• **PROMPT**:
Nothing outside the range below should be printed. Output exactly the lines from the line with "repository 570da7c89c54ed19" to the line with "pub enum Commands", both included.

Stored data entries
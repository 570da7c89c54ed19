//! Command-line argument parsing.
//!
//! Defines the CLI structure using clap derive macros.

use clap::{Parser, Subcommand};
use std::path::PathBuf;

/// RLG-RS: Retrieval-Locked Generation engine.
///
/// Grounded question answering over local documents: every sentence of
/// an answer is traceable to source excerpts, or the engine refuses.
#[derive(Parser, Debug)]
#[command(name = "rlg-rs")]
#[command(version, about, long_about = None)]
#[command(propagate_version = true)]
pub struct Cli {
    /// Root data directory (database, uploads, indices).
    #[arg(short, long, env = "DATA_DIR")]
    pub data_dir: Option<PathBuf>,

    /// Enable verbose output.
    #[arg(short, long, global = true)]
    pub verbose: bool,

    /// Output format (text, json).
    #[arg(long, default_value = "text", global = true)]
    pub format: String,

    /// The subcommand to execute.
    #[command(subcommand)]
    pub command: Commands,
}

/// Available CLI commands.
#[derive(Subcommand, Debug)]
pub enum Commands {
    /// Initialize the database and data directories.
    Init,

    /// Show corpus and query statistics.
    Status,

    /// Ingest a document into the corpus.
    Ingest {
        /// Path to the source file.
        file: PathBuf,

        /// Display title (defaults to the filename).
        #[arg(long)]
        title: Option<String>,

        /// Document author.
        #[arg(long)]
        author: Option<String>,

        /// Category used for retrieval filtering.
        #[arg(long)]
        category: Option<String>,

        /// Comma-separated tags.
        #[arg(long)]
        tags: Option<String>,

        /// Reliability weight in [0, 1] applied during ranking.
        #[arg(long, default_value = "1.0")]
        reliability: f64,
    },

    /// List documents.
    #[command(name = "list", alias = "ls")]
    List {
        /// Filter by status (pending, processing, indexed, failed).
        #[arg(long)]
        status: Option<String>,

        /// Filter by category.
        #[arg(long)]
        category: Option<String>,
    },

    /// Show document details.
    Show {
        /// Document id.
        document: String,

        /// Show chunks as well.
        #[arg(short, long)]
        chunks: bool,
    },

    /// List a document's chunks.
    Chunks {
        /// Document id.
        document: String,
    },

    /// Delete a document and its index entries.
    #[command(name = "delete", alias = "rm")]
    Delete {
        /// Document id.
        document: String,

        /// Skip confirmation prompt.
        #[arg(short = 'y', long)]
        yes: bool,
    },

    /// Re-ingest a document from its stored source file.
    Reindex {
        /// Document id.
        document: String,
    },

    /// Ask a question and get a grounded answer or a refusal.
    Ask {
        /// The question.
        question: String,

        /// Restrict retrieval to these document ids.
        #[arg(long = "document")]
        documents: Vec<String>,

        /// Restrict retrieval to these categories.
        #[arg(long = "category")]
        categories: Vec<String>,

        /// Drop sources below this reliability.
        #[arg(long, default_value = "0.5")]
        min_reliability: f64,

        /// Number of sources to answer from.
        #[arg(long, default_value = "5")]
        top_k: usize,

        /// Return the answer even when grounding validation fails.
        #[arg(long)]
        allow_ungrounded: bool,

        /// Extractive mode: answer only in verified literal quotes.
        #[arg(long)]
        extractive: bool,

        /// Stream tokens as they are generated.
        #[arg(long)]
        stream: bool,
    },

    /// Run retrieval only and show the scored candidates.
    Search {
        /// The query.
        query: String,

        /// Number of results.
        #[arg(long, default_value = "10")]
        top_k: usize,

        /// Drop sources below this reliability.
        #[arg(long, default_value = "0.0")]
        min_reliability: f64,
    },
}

==

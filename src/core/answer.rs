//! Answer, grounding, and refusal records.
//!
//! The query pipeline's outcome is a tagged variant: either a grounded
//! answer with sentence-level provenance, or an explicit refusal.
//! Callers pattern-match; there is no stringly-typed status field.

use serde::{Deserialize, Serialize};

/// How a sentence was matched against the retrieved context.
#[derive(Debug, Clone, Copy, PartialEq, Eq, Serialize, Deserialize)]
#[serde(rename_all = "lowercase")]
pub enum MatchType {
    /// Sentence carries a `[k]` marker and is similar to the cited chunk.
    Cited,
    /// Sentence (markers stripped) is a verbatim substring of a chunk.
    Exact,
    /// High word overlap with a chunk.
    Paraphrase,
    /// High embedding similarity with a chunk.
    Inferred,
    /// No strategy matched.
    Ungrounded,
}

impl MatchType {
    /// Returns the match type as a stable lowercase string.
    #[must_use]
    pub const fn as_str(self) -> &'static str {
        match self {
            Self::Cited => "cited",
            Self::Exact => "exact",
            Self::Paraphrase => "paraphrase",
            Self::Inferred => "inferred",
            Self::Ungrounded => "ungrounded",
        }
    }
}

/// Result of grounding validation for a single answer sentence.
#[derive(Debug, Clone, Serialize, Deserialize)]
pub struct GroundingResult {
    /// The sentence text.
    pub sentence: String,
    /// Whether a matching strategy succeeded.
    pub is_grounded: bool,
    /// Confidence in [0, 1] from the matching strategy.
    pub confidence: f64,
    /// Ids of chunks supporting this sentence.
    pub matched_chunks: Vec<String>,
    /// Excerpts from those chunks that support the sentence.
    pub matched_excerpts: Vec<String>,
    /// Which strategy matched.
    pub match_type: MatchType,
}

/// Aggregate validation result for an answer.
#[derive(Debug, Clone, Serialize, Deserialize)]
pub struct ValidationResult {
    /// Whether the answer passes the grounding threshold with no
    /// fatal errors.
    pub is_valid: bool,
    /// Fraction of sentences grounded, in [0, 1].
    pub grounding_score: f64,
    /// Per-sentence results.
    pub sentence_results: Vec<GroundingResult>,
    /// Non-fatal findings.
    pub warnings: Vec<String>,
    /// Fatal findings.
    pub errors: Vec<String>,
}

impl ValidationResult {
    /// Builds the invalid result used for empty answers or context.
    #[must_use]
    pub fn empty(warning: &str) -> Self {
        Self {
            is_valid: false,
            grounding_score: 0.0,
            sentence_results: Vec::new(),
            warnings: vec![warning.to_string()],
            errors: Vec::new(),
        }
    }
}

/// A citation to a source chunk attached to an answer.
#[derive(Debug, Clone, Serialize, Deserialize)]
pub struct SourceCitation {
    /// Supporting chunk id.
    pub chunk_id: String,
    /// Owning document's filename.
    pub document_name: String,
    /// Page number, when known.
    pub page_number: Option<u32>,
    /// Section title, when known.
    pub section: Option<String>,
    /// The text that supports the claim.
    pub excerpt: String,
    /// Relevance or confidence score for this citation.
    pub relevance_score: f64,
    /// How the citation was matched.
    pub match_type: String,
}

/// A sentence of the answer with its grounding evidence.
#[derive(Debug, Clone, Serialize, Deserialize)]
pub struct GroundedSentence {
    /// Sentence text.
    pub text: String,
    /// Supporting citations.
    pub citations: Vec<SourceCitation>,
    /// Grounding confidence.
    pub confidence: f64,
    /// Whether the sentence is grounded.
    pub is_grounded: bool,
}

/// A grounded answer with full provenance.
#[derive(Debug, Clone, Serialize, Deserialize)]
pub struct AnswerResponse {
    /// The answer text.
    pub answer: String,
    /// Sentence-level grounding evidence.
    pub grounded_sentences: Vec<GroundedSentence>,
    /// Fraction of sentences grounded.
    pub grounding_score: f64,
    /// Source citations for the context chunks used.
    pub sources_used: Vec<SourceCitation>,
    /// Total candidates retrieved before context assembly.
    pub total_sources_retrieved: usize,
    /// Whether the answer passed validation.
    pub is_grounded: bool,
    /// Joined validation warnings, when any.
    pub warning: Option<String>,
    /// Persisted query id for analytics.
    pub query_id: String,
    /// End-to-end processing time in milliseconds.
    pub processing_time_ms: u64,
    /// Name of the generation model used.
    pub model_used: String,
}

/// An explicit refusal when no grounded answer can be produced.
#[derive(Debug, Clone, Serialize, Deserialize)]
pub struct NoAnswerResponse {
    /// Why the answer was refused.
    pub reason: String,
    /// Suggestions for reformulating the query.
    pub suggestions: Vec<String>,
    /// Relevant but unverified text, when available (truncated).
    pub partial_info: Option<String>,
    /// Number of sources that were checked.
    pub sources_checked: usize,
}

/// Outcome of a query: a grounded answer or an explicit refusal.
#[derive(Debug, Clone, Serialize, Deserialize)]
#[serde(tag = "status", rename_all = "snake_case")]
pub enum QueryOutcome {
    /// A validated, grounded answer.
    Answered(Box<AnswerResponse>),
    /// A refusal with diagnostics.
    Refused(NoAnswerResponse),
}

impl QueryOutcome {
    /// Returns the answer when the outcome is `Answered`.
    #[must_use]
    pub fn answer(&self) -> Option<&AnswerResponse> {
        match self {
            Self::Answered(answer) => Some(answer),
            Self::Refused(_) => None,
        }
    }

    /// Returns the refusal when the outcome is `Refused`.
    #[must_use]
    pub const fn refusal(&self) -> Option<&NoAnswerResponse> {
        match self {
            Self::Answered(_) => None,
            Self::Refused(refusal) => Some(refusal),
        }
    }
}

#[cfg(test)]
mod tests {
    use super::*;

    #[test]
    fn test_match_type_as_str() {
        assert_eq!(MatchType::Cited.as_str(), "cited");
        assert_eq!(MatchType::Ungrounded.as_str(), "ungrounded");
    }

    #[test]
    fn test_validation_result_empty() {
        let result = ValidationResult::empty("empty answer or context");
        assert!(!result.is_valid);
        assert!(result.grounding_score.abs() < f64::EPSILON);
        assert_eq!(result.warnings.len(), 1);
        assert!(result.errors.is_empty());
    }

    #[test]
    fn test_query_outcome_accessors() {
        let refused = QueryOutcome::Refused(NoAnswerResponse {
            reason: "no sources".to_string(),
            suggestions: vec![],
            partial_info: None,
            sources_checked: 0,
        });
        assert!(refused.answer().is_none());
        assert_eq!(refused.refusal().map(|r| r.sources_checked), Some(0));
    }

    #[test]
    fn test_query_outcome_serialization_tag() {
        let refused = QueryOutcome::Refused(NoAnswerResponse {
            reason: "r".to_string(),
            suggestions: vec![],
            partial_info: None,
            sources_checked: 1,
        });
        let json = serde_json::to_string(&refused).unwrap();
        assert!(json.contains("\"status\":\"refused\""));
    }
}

• **RESULT FOR THIS TASK**:
repository 570da7c89c54ed19
//! Command-line argument parsing.
//!
//! Defines the CLI structure using clap derive macros.

use clap::{Parser, Subcommand};
use std::path::PathBuf;

/// RLG-RS: Retrieval-Locked Generation engine.
///
/// Grounded question answering over local documents: every sentence of
/// an answer is traceable to source excerpts, or the engine refuses.
#[derive(Parser, Debug)]
#[command(name = "rlg-rs")]
#[command(version, about, long_about = None)]
#[command(propagate_version = true)]
pub struct Cli {
    /// Root data directory (database, uploads, indices).
    #[arg(short, long, env = "DATA_DIR")]
    pub data_dir: Option<PathBuf>,

    /// Enable verbose output.
    #[arg(short, long, global = true)]
    pub verbose: bool,

    /// Output format (text, json).
    #[arg(long, default_value = "text", global = true)]
    pub format: String,

    /// The subcommand to execute.
    #[command(subcommand)]
    pub command: Commands,
}

/// Available CLI commands.
#[derive(Subcommand, Debug)]
pub enum Commands {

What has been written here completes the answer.